Pasta with Italian sausage and fresh tomatoes

Sunday, September 27th, 2009

pasta with italian sausage and fresh tomatoes

If you’re looking for ways to use up the last of the season’s tomatoes (I got three in my box this week… that’s two more than last week… maybe late ripers?), this is a dinner we’ve eaten all summer, a few times a month. It’s easy, quick, and a little different every time you make it. The recipe below is just a guide, as I’m sure I varied the proportions each go-around, depending on what I had on a Sunday night.

Inspired by a dish I was served at my friend Megan’s house last June, it relies on ripe tomatoes (for once, the quality can be a little lacking and it won’t hurt much), fresh Italian sausage, and will benefit lots from fresh herbs and good-quality parmesan cheese. My current favorite source for sausage is Whole Foods; I buy a ton of it when it’s on sale ($3/pound) and freeze it in half-pound portions. It’s my favorite because it’s full of black pepper, but not too heavy on the fennel (the sausage I used to buy from Earth Fare was fennel-packed, a little out-of-balance). Of course I love getting fresh sausage from The Goose, and his tastes the best, by far; but for some reason (probably a good one) it falls apart very easily when it cooks a bit, and I prefer nice chunks of sausage in this dish.

I’ve used everything from romas to cherry tomatoes; the only difference would be to seed larger tomatoes if you desire (skipping this step will just make a soupier sauce). Since, in September, your garden basil might have long-ago flowered (and therefore turned funky), you can replace it with Italian parsley (a great herb to always have on hand… it’s cheap, and if you buy it at the grocery it’ll keep in a jar of water on your counter for a week or more). Add red pepper flakes if you want a kick; this is an easy supper that can handle heavy customization.

Pasta with Italian sausage and fresh tomatoes
serves 3-4

  • 1/2 pound (about 2 links) fresh Italian sausage
  • 1 medium onion, sliced
  • 2 cloves garlic, minced
  • about 1 pint roma or cherry tomatoes, or 2-3 slicers, chopped  (seeded if large)
  • salt and pepper to taste
  • 3/4 pound short pasta (bowties, rotini, penne)
  • fresh-grated parmesan
  • chopped fresh basil, for garnish
  • olive oil

Fill a large saucepan or dutch oven with water and bring to a boil.

Meanwhile, heat 1 Tbsp olive oil in a large skillet over medium heat. Remove the sausage from its casing, and crumble into the saucepan. Cook until brown, breaking up with a wooden spoon, until fully cooked (about five minutes). Remove the sausage to a plate, and pour off all but a couple tablespoons fat from the pan (you might not have to pour off any, if your sausage was on the lean side).

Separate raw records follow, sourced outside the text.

//! Repository implementations for SQLite-backed persistence.
//!
//! One repository per table: the update cursor, key/value records, the
//! message log, and the keyword index. All writes use upsert or
//! insert-or-replace so that re-applying the same update is harmless.

use std::sync::Arc;

use chrono::Utc;
use rusqlite::OptionalExtension;

use memobot_core::types::{
    CompositeSort, KeyValueRecord, KeywordIndexEntry, MessageId, MessageRecord, Offset, UserId,
};

use crate::db::Database;
use crate::error::StoreError;

/// `bot_meta` key under which the update cursor is stored.
const CURSOR_KEY: &str = "update_offset";

/// Repository for the update cursor.
pub struct CursorRepository {
    db: Arc<Database>,
}

impl CursorRepository {
    pub fn new(db: Arc<Database>) -> Self {
        Self { db }
    }

    /// Read the persisted cursor. `None` on first run.
    pub fn get(&self) -> Result<Option<Offset>, StoreError> {
        self.db.with_conn(|conn| {
            let offset = conn
                .query_row(
                    "SELECT value FROM bot_meta WHERE meta_key = ?1",
                    rusqlite::params![CURSOR_KEY],
                    |row| row.get::<_, i64>(0),
                )
                .optional()?;
            Ok(offset)
        })
    }

    /// Move the cursor forward to `offset`.
    ///
    /// The stored value becomes `max(stored, offset)`, so a slower
    /// overlapping run can never move it backwards. Returns the value
    /// stored after the write.
    pub fn advance(&self, offset: Offset) -> Result<Offset, StoreError> {
        self.db.with_conn(|conn| {
            conn.execute(
                "INSERT INTO bot_meta (meta_key, value, updated_at) VALUES (?1, ?2, ?3)
                 ON CONFLICT(meta_key) DO UPDATE SET
                    value = MAX(bot_meta.value, excluded.value),
                    updated_at = excluded.updated_at",
                rusqlite::params![CURSOR_KEY, offset, Utc::now().timestamp()],
            )?;
            let stored = conn.query_row(
                "SELECT value FROM bot_meta WHERE meta_key = ?1",
                rusqlite::params![CURSOR_KEY],
                |row| row.get::<_, i64>(0),
            )?;
            Ok(stored)
        })
    }
}

/// Repository for per-user key/value records.
pub struct KeyValueRepository {
    db: Arc<Database>,
}

impl KeyValueRepository {
    pub fn new(db: Arc<Database>) -> Self {
        Self { db }
    }

    /// Insert or overwrite a record.
    pub fn put(&self, record: &KeyValueRecord) -> Result<(), StoreError> {
        self.db.with_conn(|conn| {
            conn.execute(
                "INSERT INTO user_data (user_id, item_key, value, updated_at)
                 VALUES (?1, ?2, ?3, ?4)
                 ON CONFLICT(user_id, item_key) DO UPDATE SET
                    value = excluded.value,
                    updated_at = excluded.updated_at",
                rusqlite::params![record.user_id, record.key, record.value, record.updated_at],
            )?;
            Ok(())
        })
    }

    pub fn get(&self, user_id: UserId, key: &str) -> Result<Option<KeyValueRecord>, StoreError> {
        self.db.with_conn(|conn| {
            let record = conn
                .query_row(
                    "SELECT user_id, item_key, value, updated_at
                     FROM user_data WHERE user_id = ?1 AND item_key = ?2",
                    rusqlite::params![user_id, key],
                    row_to_key_value,
                )
                .optional()?;
            Ok(record)
        })
    }

    /// All keys saved by a user, sorted by key.
    pub fn list_keys(&self, user_id: UserId) -> Result<Vec<String>, StoreError> {
        self.db.with_conn(|conn| {
            let mut stmt = conn.prepare(
                "SELECT item_key FROM user_data WHERE user_id = ?1 ORDER BY item_key ASC",
            )?;
            let keys = stmt
                .query_map(rusqlite::params![user_id], |row| row.get::<_, String>(0))?
                .collect::<Result<Vec<_>, _>>()?;
            Ok(keys)
        })
    }
}

/// Repository for the append-only message log.
pub struct MessageRepository {
    db: Arc<Database>,
}

impl MessageRepository {
    pub fn new(db: Arc<Database>) -> Self {
        Self { db }
    }

    /// Append a message. Re-appending the same `message_id` replaces the row,
    /// which is how redelivered updates and provider edits land.
    pub fn append(&self, record: &MessageRecord) -> Result<(), StoreError> {
        self.db.with_conn(|conn| {
            conn.execute(
                "INSERT OR REPLACE INTO user_messages (message_id, user_id, created_at, update_id, text)
                 VALUES (?1, ?2, ?3, ?4, ?5)",
                rusqlite::params![
                    record.message_id.as_str(),
                    record.user_id,
                    record.created_at,
                    record.update_id,
                    record.text,
                ],
            )?;
            Ok(())
        })
    }

    /// The user's most recent messages, newest first.
    pub fn recent(&self, user_id: UserId, limit: u32) -> Result<Vec<MessageRecord>, StoreError> {
        self.db.with_conn(|conn| {
            let mut stmt = conn.prepare(
                "SELECT message_id, user_id, created_at, update_id, text
                 FROM user_messages
                 WHERE user_id = ?1
                 ORDER BY created_at DESC, update_id DESC
                 LIMIT ?2",
            )?;
            let records = stmt
                .query_map(rusqlite::params![user_id, limit], row_to_message)?
                .collect::<Result<Vec<_>, _>>()?;
            Ok(records)
        })
    }

    /// Point lookup by store-wide message id.
    pub fn find_by_id(&self, message_id: &MessageId) -> Result<Option<MessageRecord>, StoreError> {
        self.db.with_conn(|conn| {
            let record = conn
                .query_row(
                    "SELECT message_id, user_id, created_at, update_id, text
                     FROM user_messages WHERE message_id = ?1",
                    rusqlite::params![message_id.as_str()],
                    row_to_message,
                )
                .optional()?;
            Ok(record)
        })
    }

    pub fn count(&self) -> Result<u64, StoreError> {
        self.db.with_conn(|conn| {
            let count: i64 =
                conn.query_row("SELECT COUNT(*) FROM user_messages", [], |row| row.get(0))?;
            Ok(count as u64)
        })
    }
}

/// Repository for the inverted keyword index.
pub struct KeywordIndexRepository {
    db: Arc<Database>,
}

impl KeywordIndexRepository {
    pub fn new(db: Arc<Database>) -> Self {
        Self { db }
    }

    /// Replace every entry of `message_id` with `entries` in one transaction.
    ///
    /// Keywords the message no longer contains are dropped, so an edited
    /// message is only found by its current text.
    pub fn replace_for(
        &self,
        message_id: &MessageId,
        entries: &[KeywordIndexEntry],
    ) -> Result<(), StoreError> {
        self.db.with_conn(|conn| {
            let tx = conn.unchecked_transaction()?;
            tx.execute(
                "DELETE FROM keyword_index WHERE message_id = ?1",
                rusqlite::params![message_id.as_str()],
            )?;
            {
                let mut stmt = tx.prepare(
                    "INSERT OR REPLACE INTO keyword_index
                        (keyword, message_id, user_id, created_at, user_created, snippet)
                     VALUES (?1, ?2, ?3, ?4, ?5, ?6)",
                )?;
                for entry in entries {
                    stmt.execute(rusqlite::params![
                        entry.keyword,
                        entry.message_id.as_str(),
                        entry.sort.user_id,
                        entry.sort.created_at,
                        entry.sort.to_string(),
                        entry.snippet,
                    ])?;
                }
            }
            tx.commit()?;
            Ok(())
        })
    }

    /// Entries for a keyword in composite-sort order, optionally limited to
    /// one user's partition.
    pub fn scan(
        &self,
        keyword: &str,
        user_id: Option<UserId>,
    ) -> Result<Vec<KeywordIndexEntry>, StoreError> {
        self.db.with_conn(|conn| {
            let mut stmt = conn.prepare(
                "SELECT keyword, message_id, user_id, created_at, snippet
                 FROM keyword_index
                 WHERE keyword = ?1 AND (?2 IS NULL OR user_id = ?2)
                 ORDER BY user_id ASC, created_at ASC, message_id ASC",
            )?;
            let entries = stmt
                .query_map(rusqlite::params![keyword, user_id], |row| {
                    Ok(KeywordIndexEntry {
                        keyword: row.get(0)?,
                        message_id: MessageId(row.get(1)?),
                        sort: CompositeSort::new(row.get(2)?, row.get(3)?),
                        snippet: row.get(4)?,
                    })
                })?
                .collect::<Result<Vec<_>, _>>()?;
            Ok(entries)
        })
    }

    /// Distinct keywords indexed for a message.
    pub fn keywords_for(&self, message_id: &MessageId) -> Result<Vec<String>, StoreError> {
        self.db.with_conn(|conn| {
            let mut stmt = conn.prepare(
                "SELECT keyword FROM keyword_index WHERE message_id = ?1 ORDER BY keyword ASC",
            )?;
            let keywords = stmt
                .query_map(rusqlite::params![message_id.as_str()], |row| {
                    row.get::<_, String>(0)
                })?
                .collect::<Result<Vec<_>, _>>()?;
            Ok(keywords)
        })
    }

    pub fn count(&self) -> Result<u64, StoreError> {
        self.db.with_conn(|conn| {
            let count: i64 =
                conn.query_row("SELECT COUNT(*) FROM keyword_index", [], |row| row.get(0))?;
            Ok(count as u64)
        })
    }
}

// ============================================================================
// Helper functions for row-to-entity conversion.
// ============================================================================

fn row_to_key_value(row: &rusqlite::Row<'_>) -> rusqlite::Result<KeyValueRecord> {
    Ok(KeyValueRecord {
        user_id: row.get(0)?,
        key: row.get(1)?,
        value: row.get(2)?,
        updated_at: row.get(3)?,
    })
}

fn row_to_message(row: &rusqlite::Row<'_>) -> rusqlite::Result<MessageRecord> {
    Ok(MessageRecord {
        message_id: MessageId(row.get(0)?),
        user_id: row.get(1)?,
        created_at: row.get(2)?,
        update_id: row.get(3)?,
        text: row.get(4)?,
    })
}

Add the onions to the pan, and cook until beginning to soften but not brown. Add the garlic and cook for about 30 seconds, until fragrant. Add the tomatoes plus salt and pepper to taste; reduce the heat to low, and let cook gently for about 10 minutes.

In the meantime, when your water has come to a boil, add salt (1 Tbsp for every 5 quarts) and cook your pasta to al dente. Drain well.

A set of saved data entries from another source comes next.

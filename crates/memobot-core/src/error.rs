use thiserror::Error;

/// Top-level error type for Memobot.
///
/// Subsystem crates define their own error types and implement
/// `From<SubsystemError> for MemobotError` so that `?` works across
/// crate boundaries.
#[derive(Debug, Error)]
#[non_exhaustive]
pub enum MemobotError {
    #[error("Configuration error: {0}")]
    Config(String),

    #[error("Storage error: {0}")]
    Storage(String),

    #[error("Fetch error: {0}")]
    Fetch(String),

    #[error("Delivery error: {0}")]
    Delivery(String),

    #[error("I/O error: {0}")]
    Io(#[from] std::io::Error),

    #[error("Serialization error: {0}")]
    Serialization(String),
}

impl From<toml::de::Error> for MemobotError {
    fn from(err: toml::de::Error) -> Self {
        MemobotError::Config(err.to_string())
    }
}

impl From<serde_json::Error> for MemobotError {
    fn from(err: serde_json::Error) -> Self {
        MemobotError::Serialization(err.to_string())
    }
}

/// A specialized `Result` type for Memobot operations.
pub type Result<T> = std::result::Result<T, MemobotError>;

#[cfg(test)]
mod tests {
    use super::*;

    #[test]
    fn test_error_display() {
        let cases: Vec<(MemobotError, &str)> = vec![
            (
                MemobotError::Config("missing bot token".to_string()),
                "Configuration error: missing bot token",
            ),
            (
                MemobotError::Storage("disk full".to_string()),
                "Storage error: disk full",
            ),
            (
                MemobotError::Fetch("connection reset".to_string()),
                "Fetch error: connection reset",
            ),
            (
                MemobotError::Delivery("chat not found".to_string()),
                "Delivery error: chat not found",
            ),
            (
                MemobotError::Serialization("invalid json".to_string()),
                "Serialization error: invalid json",
            ),
        ];

        for (error, expected) in cases {
            assert_eq!(error.to_string(), expected);
        }
    }

    #[test]
    fn test_io_error_conversion() {
        let io_err = std::io::Error::new(std::io::ErrorKind::NotFound, "file not found");
        let err: MemobotError = io_err.into();
        assert!(matches!(err, MemobotError::Io(_)));
        assert!(err.to_string().starts_with("I/O error:"));
        assert!(err.to_string().contains("file not found"));
    }

    #[test]
    fn test_error_from_toml_de() {
        let err: std::result::Result<toml::Value, _> = toml::from_str("invalid = [[[");
        let err: MemobotError = err.unwrap_err().into();
        assert!(matches!(err, MemobotError::Config(_)));
    }

    #[test]
    fn test_error_from_serde_json() {
        let err: std::result::Result<serde_json::Value, _> = serde_json::from_str("{ nope }");
        let err: MemobotError = err.unwrap_err().into();
        assert!(matches!(err, MemobotError::Serialization(_)));
    }

    #[test]
    fn test_result_type_with_question_mark() {
        fn inner() -> Result<String> {
            let io_result: std::result::Result<i32, std::io::Error> = Ok(42);
            let value = io_result?;
            Ok(value.to_string())
        }

        assert_eq!(inner().unwrap(), "42");
    }
}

You’ll know your sauce is ready when the tomatoes are soft and cooked down a little; just add your pasta and cooked sausage right to the skillet, and toss to coat. Serve, topped with basil, grated parmesan, and a drizzle of olive oil.

Wherein I proceed to get all Kingsolver-esque

Monday, September 14th, 2009

bag o' plum tomatoes

In what way? The photo above is of ten pounds of roma tomatoes. I bought them to freeze.

Why? Because Barbara Kingsolver’s account of the myriad ways to preserve tomatoes for use during winter months was so romantic — in a self-sufficient, finger-to-the-storebought-can, empowering sort of way. I found, however, that to utilize all her poetic methods, I was lacking a few things:

  1. The utensils or desire to can them. Someday, I will do this. Maybe after I’m no longer wiping the rear ends of cute children.
  2. A food dehydrator, to dry them (confession to The Internets and My Husband: I’m about to bid for one on ebay).

But a freezer? That, I have. I had been thinking about trying to pick up a few pints of roma tomatoes from the farmer’s market, but until last Saturday the cheapest I could get them was $2/pint. Not a great price. Last week though, I was purchasing beets and red peppers from one of my regular stops: the Mennonite farm stand in the corner (I keep trying to catch them off-guard so they’ll confess to being bogus in some way, since they sell lovely certified organic produce for relatively dirt cheap — but they stay on their toes, and keep coming back with very convincing and honest answers — go figure). He had this huge box of romas, sitting underneath his table. I asked how much they were, and he replied that they’d be 50¢ a pound, if I bought the whole box. Well, the box probably weighed at least 50 pounds, and I had walked to the market. I wavered, and confessed my predicament. He told me I could take as many as I could carry, for $1/pound. Sold.

There is that small matter of actually freezing the tomatoes. It shouldn’t be so bad, and I plan to do it tomorrow. The rundown:

  • Fill a large stockpot or dutch oven with water, and bring to a rolling boil.
  • While waiting for your water to boil, rinse the tomatoes, and score a small “x” just through the skin on the underside (i.e., not the stem end) of the tomato. This will help you peel them.
  • Fill a very large bowl with ice water (lots of ice).
  • When your water comes to a boil, lower 8-10 tomatoes (however many you can without overcrowding) into the water, and immediately start a timer. After 30 seconds, remove the tomatoes and immediately put them into the ice water.
  • After a minute or two in the ice water, you can slip the skins right off the tomatoes. Repeat the whole process (make sure your water comes back to a boil before each addition) until all your tomatoes are skinned.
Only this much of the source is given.